Large groups of people do not have access to sufficient food to
meet their needs. Hunger and malnutrition contribute to the deaths
of about 5 million preschool children a year. For them, the
apocalypse is real. Many more survive but suffer from malnutrition
and associated poverty and poor health.
But there is plenty of underused productive capacity to feed the
present, and expected future, global population. The key questions
are whether the natural resources that make up this capacity will
be managed sustainably, whether food prices are high enough to
cover the costs of expanding food production, whether the millions
of poor people will get access to enough food and whether
governments and international organisations will prioritise
sustainable food production for all.
More than two-thirds of African farmers are net buyers of food;
they cannot produce enough food to meet their needs.

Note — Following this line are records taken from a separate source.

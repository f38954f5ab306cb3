//! Prints the MinecraftServer CustomResourceDefinition as YAML.
//!
//! `cargo run --bin crdgen > deploy/crd.yaml`

use kube::CustomResourceExt;
use minecraft_operator::crd::MinecraftServer;

fn main() -> Result<(), serde_yaml::Error> {
    print!("{}", serde_yaml::to_string(&MinecraftServer::crd())?);
    Ok(())
}
//! Shared context for the controller.
//!
//! The Context struct holds shared state that is passed to the reconciler:
//! the Kubernetes client, the dependent store, the event source, the event
//! recorder and the set of servers handled since the process started.

use std::collections::HashSet;
use std::sync::{Arc, Mutex, PoisonError};

use kube::runtime::events::{Event, EventType, Recorder, Reporter};
use kube::{Client, Resource};

use crate::config::OperatorConfig;
use crate::controller::events::{EventSource, StatusEventSource};
use crate::crd::MinecraftServer;
use crate::health::HealthState;
use crate::store::{KubeStore, ResourceStore};

/// Field manager name for the operator
pub const FIELD_MANAGER: &str = "minecraft-operator";

/// Shared context for the controller
#[derive(Clone)]
pub struct Context {
    /// Kubernetes client
    pub client: Client,
    /// Access to the dependents
    pub store: Arc<dyn ResourceStore>,
    /// Handler event classification
    pub events: Arc<dyn EventSource>,
    pub config: OperatorConfig,
    /// Event reporter identity
    reporter: Reporter,
    /// Optional health state for metrics and readiness
    pub health_state: Option<Arc<HealthState>>,
    /// UIDs of servers handled by this process
    seen: Arc<Mutex<HashSet<String>>>,
}

impl Context {
    /// Create a new context backed by the API server
    pub fn new(
        client: Client,
        config: OperatorConfig,
        health_state: Option<Arc<HealthState>>,
    ) -> Self {
        Self {
            store: Arc::new(KubeStore::new(client.clone())),
            events: Arc::new(StatusEventSource),
            reporter: Reporter {
                controller: FIELD_MANAGER.into(),
                instance: Some(config.pod_name.clone()),
            },
            client,
            config,
            health_state,
            seen: Arc::default(),
        }
    }

    /// Whether `uid` is handled for the first time since start.
    pub fn first_seen(&self, uid: &str) -> bool {
        !self
            .seen
            .lock()
            .unwrap_or_else(PoisonError::into_inner)
            .contains(uid)
    }

    /// Remember that `uid` has been handled.
    pub fn mark_seen(&self, uid: &str) {
        self.seen
            .lock()
            .unwrap_or_else(PoisonError::into_inner)
            .insert(uid.to_string());
    }

    /// Create an event recorder for publishing Kubernetes events
    fn recorder(&self) -> Recorder {
        Recorder::new(self.client.clone(), self.reporter.clone())
    }

    async fn publish(
        &self,
        server: &MinecraftServer,
        type_: EventType,
        reason: &str,
        action: &str,
        note: Option<String>,
    ) {
        let object_ref = server.object_ref(&());
        if let Err(e) = self
            .recorder()
            .publish(
                &Event {
                    type_,
                    reason: reason.into(),
                    note,
                    action: action.into(),
                    secondary: None,
                },
                &object_ref,
            )
            .await
        {
            tracing::warn!(reason = %reason, error = %e, "Failed to publish event");
        }
    }

    /// Publish a normal event for a server
    pub async fn publish_normal_event(
        &self,
        server: &MinecraftServer,
        reason: &str,
        action: &str,
        note: Option<String>,
    ) {
        self.publish(server, EventType::Normal, reason, action, note)
            .await;
    }

    /// Publish a warning event for a server
    pub async fn publish_warning_event(
        &self,
        server: &MinecraftServer,
        reason: &str,
        action: &str,
        note: Option<String>,
    ) {
        self.publish(server, EventType::Warning, reason, action, note)
            .await;
    }
}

Not because
they are lazy and the productive capacity is absent, but because
they do not have access to credit, fertilisers and high-yielding
seeds that are resistant to insects and are drought-tolerant. They
do not have access to markets where they can sell their products at
prices that cover production costs. Their crop yields could be
doubled or tripled. It has been done in places where these problems
have been solved.
Poor farmers damage the environment. They mine their soils for
plant nutrients because they cannot get access to reasonably priced
fertilisers. For them, feeding their families now is more important
than protecting the land for the future. Poor farmers expand
agricultural production into lands unsuited for agriculture and at
high risk of degradation because they cannot increase yields on the
better land.
But these problems can be solved with enlightened policies and
investments. The necessary interventions will vary among countries
and places, but two are likely to be very important in most
settings: improved rural infrastructure (roads, irrigation
facilities, institutions) and agricultural research to expand
yields, reduce unit costs of production and assure sustainable use
of natural resources.
Triple wins, such as reduced soil degradation, increased food
production and an escape from poverty, are waiting to be realised.
Access to fertilisers will reduce soil mining, increase yields and
help poor farmers out of poverty - but only if the farmer has
access to credit, and the infrastructure gives him access to
markets without excessive transactions costs.
Without efforts to expand food production in a sustainable
manner, the doomsday prophets will be right. Many more millions of
children will die, natural resources will be destroyed and the
world will face real food shortages.
Will policy makers respond in time? The global food crisis that
gave ammunition to the predictors of a food apocalypse was a
warning of what may happen when the food sector is ignored by
policy makers. Unwarranted complacency is the doomsday prophet's
best friend.
Originally published in The Sydney Morning Herald,
this is an edited extract of the Sydney Ideas address by Per
Pinstrup-Andersen, professor of food nutrition and public policy at
Cornell University, New York.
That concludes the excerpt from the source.